In most cases, hemophilia is caused by a lack of factor VIII, one of several proteins that enable blood to solidify, or clot, to plug wounds after injury. Current preventive treatment consists of genetically engineered factor VIII administered by injection, but one quarter of those born with no factor VIII suffer severe immune reactions that render the treatment inactive.
In addition, current treatment costs as much as $200,000 per patient per year. Researchers at the University of Rochester Medical Center have been studying the structure of factor VIII for 20 years, and are making subtle changes in the protein with the goal of offering more effective, less burdensome treatment.
“We set out to design a version of factor VIII that would improve on the naturally-occurring form of the protein,” said Philip Fay, professor in the department of biochemistry at the University of Rochester Medical Center, and the study’s senior author. “A more potent form of factor VIII, one that could treat effectively with a lower dose, would reduce the cost and, potentially, avert immune reactions,” Fay said.

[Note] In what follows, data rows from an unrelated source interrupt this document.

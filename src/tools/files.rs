use crate::error::{ToolError, ToolResult};
use crate::security::GuardedPath;
use crate::text::read_text_limit;
use std::fs;
use walkdir::WalkDir;

/// List a directory, optionally recursively
///
/// Recursive listings never follow symlinks, so a link pointing out of the root is
/// shown but not entered. At most `max_entries` entries are listed.
pub fn list_dir(dir: &GuardedPath, recursive: bool, max_entries: usize) -> ToolResult<String> {
    dir.require_dir()?;

    let mut lines = Vec::new();
    let mut total = 0usize;

    if recursive {
        lines.push(format!("Listing {} (recursive):", dir));
        let walker = WalkDir::new(dir.path())
            .follow_links(false)
            .min_depth(1)
            .sort_by_file_name();

        for entry in walker {
            let entry = match entry {
                Ok(entry) => entry,
                Err(e) => {
                    tracing::debug!(error = %e, "skipping unreadable entry");
                    continue;
                }
            };
            total += 1;
            if total > max_entries {
                continue;
            }
            let indent = "  ".repeat(entry.depth() - 1);
            let tag = if entry.file_type().is_dir() { "[D]" } else { "[F]" };
            lines.push(format!(
                "{}{} {}",
                indent,
                tag,
                entry.file_name().to_string_lossy()
            ));
        }
    } else {
        lines.push(format!("Listing {}:", dir));
        let mut entries: Vec<(bool, String)> = fs::read_dir(dir.path())
            .map_err(|e| ToolError::io(dir.path(), e))?
            .filter_map(|entry| entry.ok())
            .map(|entry| {
                (
                    entry.path().is_dir(),
                    entry.file_name().to_string_lossy().into_owned(),
                )
            })
            .collect();
        entries.sort_by(|a, b| a.1.cmp(&b.1));

        total = entries.len();
        for (is_dir, name) in entries.into_iter().take(max_entries) {
            let tag = if is_dir { "[D]" } else { "[F]" };
            lines.push(format!("{} {}", tag, name));
        }
    }

    if total == 0 {
        lines.push("(empty)".to_string());
    } else if total > max_entries {
        lines.push(format!("… ({} more entries not shown)", total - max_entries));
    }

    Ok(lines.join("\n"))
}

/// Read a text file, bounded to `max_bytes`
pub fn read_text_file(file: &GuardedPath, max_bytes: u64) -> ToolResult<String> {
    file.require_file()?;
    read_text_limit(file.path(), max_bytes).map_err(|e| ToolError::io(file.path(), e))
}
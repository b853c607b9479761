//! Tool catalog consumed by the external agent runtime
//!
//! Each tool is one variant of [`ToolCall`] with typed arguments. [`Toolbox`] runs a
//! call against the session, sending every path through the path guard, every file
//! mutation through the mutation gate and every command through the allowlist.
//! Failures stay typed ([`ToolError`]) until [`render`] turns the result into the
//! single string handed back to the agent.

pub mod definitions;
pub mod files;
pub mod review;

pub use definitions::{ToolDefinition, tool_definitions};

use crate::audit::AuditLogger;
use crate::command::{CommandOutput, CommandRunner};
use crate::config::LimitsConfig;
use crate::error::{ToolError, ToolResult};
use crate::mutation::{GateMode, MutationGate, MutationOutcome};
use crate::security::{CommandAllowlist, Program};
use crate::session::Session;
use serde::de::Error as _;
use serde::{Deserialize, Serialize};
use std::fmt;

fn default_dir() -> String {
    ".".to_string()
}

fn default_true() -> bool {
    true
}

fn default_language() -> String {
    "auto".to_string()
}

fn default_style() -> String {
    "conventional".to_string()
}

/// One tool invocation with its arguments
#[derive(Debug, Clone, PartialEq, Eq, Deserialize, Serialize)]
#[serde(tag = "tool", rename_all = "snake_case")]
pub enum ToolCall {
    ShowProjectRoot,
    SetProjectRoot {
        path: String,
    },
    Ping,
    AddNote {
        text: String,
    },
    ListNotes,
    AddTodo {
        item: String,
    },
    ListTodos,
    CompleteTodo {
        index: i64,
    },
    ListDir {
        #[serde(default = "default_dir")]
        path: String,
        #[serde(default)]
        recursive: bool,
    },
    ReadTextFile {
        path: String,
        #[serde(default)]
        max_bytes: Option<u64>,
    },
    WriteTextFile {
        path: String,
        content: String,
        #[serde(default)]
        confirm: bool,
        #[serde(default = "default_true")]
        overwrite: bool,
    },
    AppendTextFile {
        path: String,
        content: String,
        #[serde(default)]
        confirm: bool,
    },
    SearchReplaceFile {
        path: String,
        find: String,
        replace: String,
        #[serde(default)]
        confirm: bool,
        #[serde(default)]
        preview_only: bool,
    },
    RegexReplaceFile {
        path: String,
        pattern: String,
        replace: String,
        #[serde(default)]
        flags: String,
        #[serde(default)]
        confirm: bool,
        #[serde(default)]
        preview_only: bool,
    },
    RunGit {
        args: String,
        #[serde(default = "default_dir")]
        working_dir: String,
    },
    RunNpm {
        args: String,
        #[serde(default = "default_dir")]
        working_dir: String,
    },
    CodeReviewSnippet {
        code: String,
        #[serde(default = "default_language")]
        language: String,
        #[serde(default)]
        goals: String,
    },
    ProposeCommitMessage {
        changes_summary: String,
        #[serde(default = "default_style")]
        style: String,
    },
}

impl ToolCall {
    /// Build a call from a tool name and its JSON arguments object
    ///
    /// `null` arguments are treated as an empty object.
    pub fn from_parts(name: &str, arguments: serde_json::Value) -> Result<Self, serde_json::Error> {
        let mut object = match arguments {
            serde_json::Value::Null => serde_json::Map::new(),
            serde_json::Value::Object(map) => map,
            other => {
                return Err(serde_json::Error::custom(format!(
                    "arguments for {} must be an object, got {}",
                    name, other
                )));
            }
        };
        object.insert("tool".to_string(), serde_json::Value::String(name.to_string()));
        serde_json::from_value(serde_json::Value::Object(object))
    }

    /// Tool name as exposed to the agent
    pub fn name(&self) -> &'static str {
        match self {
            ToolCall::ShowProjectRoot => "show_project_root",
            ToolCall::SetProjectRoot { .. } => "set_project_root",
            ToolCall::Ping => "ping",
            ToolCall::AddNote { .. } => "add_note",
            ToolCall::ListNotes => "list_notes",
            ToolCall::AddTodo { .. } => "add_todo",
            ToolCall::ListTodos => "list_todos",
            ToolCall::CompleteTodo { .. } => "complete_todo",
            ToolCall::ListDir { .. } => "list_dir",
            ToolCall::ReadTextFile { .. } => "read_text_file",
            ToolCall::WriteTextFile { .. } => "write_text_file",
            ToolCall::AppendTextFile { .. } => "append_text_file",
            ToolCall::SearchReplaceFile { .. } => "search_replace_file",
            ToolCall::RegexReplaceFile { .. } => "regex_replace_file",
            ToolCall::RunGit { .. } => "run_git",
            ToolCall::RunNpm { .. } => "run_npm",
            ToolCall::CodeReviewSnippet { .. } => "code_review_snippet",
            ToolCall::ProposeCommitMessage { .. } => "propose_commit_message",
        }
    }
}

/// Successful result of a tool call
#[derive(Debug, Clone, PartialEq, Eq)]
pub enum ToolOutput {
    Text(String),
    Mutation(MutationOutcome),
    Command(CommandOutput),
}

impl fmt::Display for ToolOutput {
    fn fmt(&self, f: &mut fmt::Formatter<'_>) -> fmt::Result {
        match self {
            ToolOutput::Text(text) => f.write_str(text),
            ToolOutput::Mutation(outcome) => outcome.fmt(f),
            ToolOutput::Command(output) => output.fmt(f),
        }
    }
}

/// Render a tool result as the single string returned to the agent
pub fn render(result: &ToolResult<ToolOutput>) -> String {
    match result {
        Ok(output) => output.to_string(),
        Err(err) => err.to_string(),
    }
}

/// Executes tool calls for one session
///
/// Calls take `&mut self`, so a session runs one tool at a time.
pub struct Toolbox {
    session: Session,
    gate: MutationGate,
    allowlist: CommandAllowlist,
    runner: CommandRunner,
    limits: LimitsConfig,
    audit: Option<AuditLogger>,
}

impl Toolbox {
    pub fn new(session: Session, limits: LimitsConfig) -> Self {
        Self {
            session,
            gate: MutationGate::new(limits.preview_chars),
            allowlist: CommandAllowlist::new(),
            runner: CommandRunner::new(limits.command_timeout(), limits.max_command_output_chars),
            limits,
            audit: None,
        }
    }

    /// Record applied mutations, commands and rejections to `logger`
    pub fn with_audit(mut self, logger: AuditLogger) -> Self {
        self.audit = Some(logger);
        self
    }

    pub fn session(&self) -> &Session {
        &self.session
    }

    /// Run a call and render its result
    pub async fn call(&mut self, call: ToolCall) -> String {
        render(&self.invoke(call).await)
    }

    /// Run a call
    pub async fn invoke(&mut self, call: ToolCall) -> ToolResult<ToolOutput> {
        let tool = call.name();
        let result = self.dispatch(call).await;

        match &result {
            Ok(_) => tracing::debug!(tool, "tool call succeeded"),
            Err(err) => tracing::info!(tool, error = %err, "tool call failed"),
        }
        self.record(tool, &result);

        result
    }

    async fn dispatch(&mut self, call: ToolCall) -> ToolResult<ToolOutput> {
        match call {
            ToolCall::ShowProjectRoot => Ok(ToolOutput::Text(format!(
                "Project root: {}",
                self.session.root()
            ))),
            ToolCall::SetProjectRoot { path } => {
                let previous = self.session.root().path().to_path_buf();
                let new_root = self.session.set_root(&path)?.path().to_path_buf();
                if let Some(audit) = &self.audit {
                    if let Err(e) = audit.log_root_change(&previous, &new_root) {
                        tracing::warn!(error = %e, "failed to write audit log");
                    }
                }
                Ok(ToolOutput::Text(format!(
                    "Project root set to: {}",
                    new_root.display()
                )))
            }
            ToolCall::Ping => Ok(ToolOutput::Text("pong".to_string())),
            ToolCall::AddNote { text } => {
                let number = self.session.add_note(&text)?;
                Ok(ToolOutput::Text(format!("Saved note #{}.", number)))
            }
            ToolCall::ListNotes => Ok(ToolOutput::Text(Self::numbered(
                self.session.notes(),
                "",
                "No notes yet.",
            ))),
            ToolCall::AddTodo { item } => {
                let number = self.session.add_todo(&item)?;
                Ok(ToolOutput::Text(format!("Added todo #{}.", number)))
            }
            ToolCall::ListTodos => Ok(ToolOutput::Text(Self::numbered(
                self.session.todos(),
                "[ ] ",
                "No todos yet.",
            ))),
            ToolCall::CompleteTodo { index } => {
                let done = self.session.complete_todo(index)?;
                Ok(ToolOutput::Text(format!("Completed: {}", done)))
            }
            ToolCall::ListDir { path, recursive } => {
                let dir = self.session.guard().resolve(&path)?;
                files::list_dir(&dir, recursive, self.limits.max_listing_entries)
                    .map(ToolOutput::Text)
            }
            ToolCall::ReadTextFile { path, max_bytes } => {
                let file = self.session.guard().resolve(&path)?;
                let max_bytes = max_bytes.unwrap_or(self.limits.max_read_bytes);
                files::read_text_file(&file, max_bytes).map(ToolOutput::Text)
            }
            ToolCall::WriteTextFile {
                path,
                content,
                confirm,
                overwrite,
            } => {
                let target = self.session.guard().resolve(&path)?;
                let mode = GateMode::from_flags(confirm, false);
                self.gate
                    .write(&target, &content, mode, overwrite)
                    .map(ToolOutput::Mutation)
            }
            ToolCall::AppendTextFile {
                path,
                content,
                confirm,
            } => {
                let target = self.session.guard().resolve(&path)?;
                let mode = GateMode::from_flags(confirm, false);
                self.gate
                    .append(&target, &content, mode)
                    .map(ToolOutput::Mutation)
            }
            ToolCall::SearchReplaceFile {
                path,
                find,
                replace,
                confirm,
                preview_only,
            } => {
                let target = self.session.guard().resolve(&path)?;
                let mode = GateMode::from_flags(confirm, preview_only);
                self.gate
                    .search_replace(&target, &find, &replace, mode)
                    .map(ToolOutput::Mutation)
            }
            ToolCall::RegexReplaceFile {
                path,
                pattern,
                replace,
                flags,
                confirm,
                preview_only,
            } => {
                let target = self.session.guard().resolve(&path)?;
                let mode = GateMode::from_flags(confirm, preview_only);
                self.gate
                    .regex_replace(&target, &pattern, &replace, &flags, mode)
                    .map(ToolOutput::Mutation)
            }
            ToolCall::RunGit { args, working_dir } => {
                self.run_command(Program::Git, &args, &working_dir).await
            }
            ToolCall::RunNpm { args, working_dir } => {
                self.run_command(Program::Npm, &args, &working_dir).await
            }
            ToolCall::CodeReviewSnippet {
                code,
                language,
                goals,
            } => Ok(ToolOutput::Text(review::code_review_snippet(
                &code,
                &language,
                &goals,
                self.limits.review_snippet_chars,
            ))),
            ToolCall::ProposeCommitMessage {
                changes_summary,
                style,
            } => Ok(ToolOutput::Text(review::propose_commit_message(
                &changes_summary,
                &style,
            ))),
        }
    }

    async fn run_command(
        &self,
        program: Program,
        args: &str,
        working_dir: &str,
    ) -> ToolResult<ToolOutput> {
        let command = self.allowlist.check(program, args)?;
        let cwd = self.session.guard().resolve(working_dir)?;
        let output = self.runner.run(&command, &cwd).await?;

        if let Some(audit) = &self.audit {
            if let Err(e) = audit.log_command(&output.command_line, cwd.path(), output.exit_code) {
                tracing::warn!(error = %e, "failed to write audit log");
            }
        }
        Ok(ToolOutput::Command(output))
    }

    fn numbered(items: &[String], marker: &str, empty: &str) -> String {
        if items.is_empty() {
            return empty.to_string();
        }
        items
            .iter()
            .enumerate()
            .map(|(i, item)| format!("{}{}. {}", marker, i + 1, item))
            .collect::<Vec<_>>()
            .join("\n")
    }

    /// Audit applied mutations and refusals; audit failures never fail the call
    fn record(&self, tool: &str, result: &ToolResult<ToolOutput>) {
        let Some(audit) = &self.audit else {
            return;
        };

        let written = match result {
            Ok(ToolOutput::Mutation(outcome)) if outcome.applied() => {
                let path = match outcome {
                    MutationOutcome::Written { path, .. }
                    | MutationOutcome::Appended { path, .. }
                    | MutationOutcome::Replaced { path, .. } => path,
                    _ => return,
                };
                audit.log_mutation(tool, path, &outcome.to_string())
            }
            Err(err) if err.is_rejection() => {
                audit.log_rejection(tool, &err.to_string(), self.session.root().path())
            }
            _ => return,
        };

        if let Err(e) = written {
            tracing::warn!(error = %e, "failed to write audit log");
        }
    }
}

Fay, along with Dr Hironao Wakabayashi, a research assistant professor at the University of Rochester Medical Center and co-inventor, have filed a patent application for the factor VIII redesign used in the published study. Moving forward, Fay’s team will target additional calcium binding sites with the goal of making changes that further increase factor VIII potency.
“Our goal is to improve upon nature by developing gain-of-function factor VIII proteins that are superior to the factor VIII protein found in healthy individuals,” Fay said. “These more potent forms are not likely to occur naturally since they would theoretically result in excessive clotting, blocked arteries and heart attacks in otherwise healthy people. In patients with hemophilia, however, enhanced clotting is desirable.”